RMSA has given me the confidence to not only grow more seed on my own farm but to create a course to help others learn to save seed. Seed School Teacher Training (for Agricultural Professionals) gave me the time and space I needed to come up with a unique approach to seed saving education that fit my community.
Grassroots seed saving education is like voting for a future we all know is possible. Plant a seed in the ballot box of your garden and support RMSA!
The following info is from a graduate who works with City Sprouts in Omaha, Nebraska. She is partnering with another graduate on seed saving programs, and have already served 300 people.
Our Seed of the Year program (to increase the amount of locally saved seed in the local seed library) has had great participation and success so far.
We are using the skills we learned last year to host a Seed Saving Teacher Training in November and will be collaborating further with more organizations for expanded seed saving training in 2020. My ability to do this is directly related to attending RMSA Teaching Training.

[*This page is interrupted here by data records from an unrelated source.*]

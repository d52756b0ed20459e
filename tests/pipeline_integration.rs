//! ---
//! gd_section: "15-testing-qa"
//! gd_subsection: "integration-tests"
//! gd_type: "source"
//! gd_scope: "code"
//! gd_description: "Integration and validation tests for the geo-data workspace."
//! gd_version: "v0.0.0-prealpha"
//! gd_owner: "tbd"
//! ---
use std::fs;

use geo_data_common::config::{AppConfig, SweepVisibility};
use geo_data_engine::{
    model::{Branch, Coordinate, NetworkTopology, Substation, SubstationGeoData, VoltageLevel},
    orchestrator::CountryFilter,
    resolve_and_export, resolve_geo_data,
    store::{GeoStore, JsonFileGeoStore},
};
use tempfile::tempdir;

/// 3x3 grid of substations, wired horizontally and vertically.
fn grid() -> NetworkTopology {
    let id = |r: usize, c: usize| format!("G{r}{c}");
    let substations = (0..3)
        .flat_map(|r| (0..3).map(move |c| (r, c)))
        .map(|(r, c)| Substation {
            id: id(r, c),
            country: Some("NL".parse().unwrap()),
            voltage_levels: vec![VoltageLevel {
                id: format!("{}_VL", id(r, c)),
                nominal_kv: Some(150.0),
            }],
        })
        .collect();

    let mut branches = Vec::new();
    for r in 0..3 {
        for c in 0..3 {
            if c < 2 {
                branches.push(Branch::Line {
                    id: format!("H{r}{c}"),
                    voltage_level1: format!("{}_VL", id(r, c)),
                    voltage_level2: format!("{}_VL", id(r, c + 1)),
                });
            }
            if r < 2 {
                branches.push(Branch::Line {
                    id: format!("V{r}{c}"),
                    voltage_level1: format!("{}_VL", id(r, c)),
                    voltage_level2: format!("{}_VL", id(r + 1, c)),
                });
            }
        }
    }

    NetworkTopology {
        version: Some("grid-3x3".into()),
        substations,
        branches,
    }
}

fn corners() -> Vec<SubstationGeoData> {
    [("G00", 52.0, 4.0), ("G02", 52.0, 6.0), ("G20", 50.0, 4.0), ("G22", 50.0, 6.0)]
        .into_iter()
        .map(|(id, lat, lon)| SubstationGeoData {
            id: id.into(),
            country: "NL".parse().unwrap(),
            coordinate: Coordinate::new(lat, lon),
        })
        .collect()
}

#[test]
fn grid_resolves_from_json_store_and_exports() {
    let dir = tempdir().unwrap();
    let store_path = dir.path().join("store.json");
    JsonFileGeoStore::open(&store_path)
        .unwrap()
        .save_substations(&corners())
        .unwrap();

    let config = AppConfig::default();
    let store = JsonFileGeoStore::open(&store_path).unwrap();
    let out = dir.path().join("reports");
    let snapshot = resolve_and_export(
        &grid(),
        &store,
        &CountryFilter::new(),
        &config.engine,
        &out,
    )
    .unwrap();

    let resolution = &snapshot.substations;
    assert_eq!(resolution.known, 4);
    assert_eq!(resolution.computed, 5);
    assert!(resolution.unresolved.is_empty());
    // edge midpoints sit between two corners
    let g01 = resolution.substations["G01"].coordinate;
    assert!((g01.latitude - 52.0).abs() < 1e-9);
    assert!((g01.longitude - 5.0).abs() < 1e-9);
    assert_eq!(snapshot.lines.len(), 12);

    let lines: serde_json::Value =
        serde_json::from_str(&fs::read_to_string(out.join("lines.json")).unwrap()).unwrap();
    assert_eq!(lines["data"].as_array().unwrap().len(), 12);
    assert_eq!(lines["topology_version"], "grid-3x3");
}

#[test]
fn both_visibility_modes_complete_the_grid() {
    let mut store = geo_data_engine::store::InMemoryGeoStore::new();
    store.save_substations(&corners()).unwrap();
    let topology = grid();

    for mode in ["in-sweep", "sweep-start"] {
        let config: AppConfig = format!("[engine]\nsweep_visibility = \"{mode}\"\n")
            .parse()
            .unwrap();
        let snapshot =
            resolve_geo_data(&topology, &store, &CountryFilter::new(), &config.engine).unwrap();
        assert_eq!(snapshot.substations.substations.len(), 9, "{mode}");
        if config.engine.sweep_visibility == SweepVisibility::SweepStart {
            // the centre only sees its neighbours after the edges land
            assert!(snapshot.substations.estimation.sweeps.len() >= 2);
        }
    }
}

We are so grateful that Western SARE recognizes the importance of seed saving in sustainable agricultural practices. Seed saving is too often overlooked as a component in regenerative agriculture, yet seeds are a fundamental piece of the equation. The ecological and economical impacts and regional benefits of seed saving is under-studied, and would be a valuable research endeavor. With so many farmers buying seed from outside their bioregions, seed is too often coming from climates that not only differ but may be ill-equipped for the local conditions and practices, costing farmers unrequited time and money. A robust and successful food system depends on compatible seeds. A heightened awareness and focus on seeds in regenerative agricultural practices is warranted. We would also like to see more studies on seed yields and crop nutritional analysis from adapted seeds and grains overall and versus seeds and grains that are not regionalized and acclimated.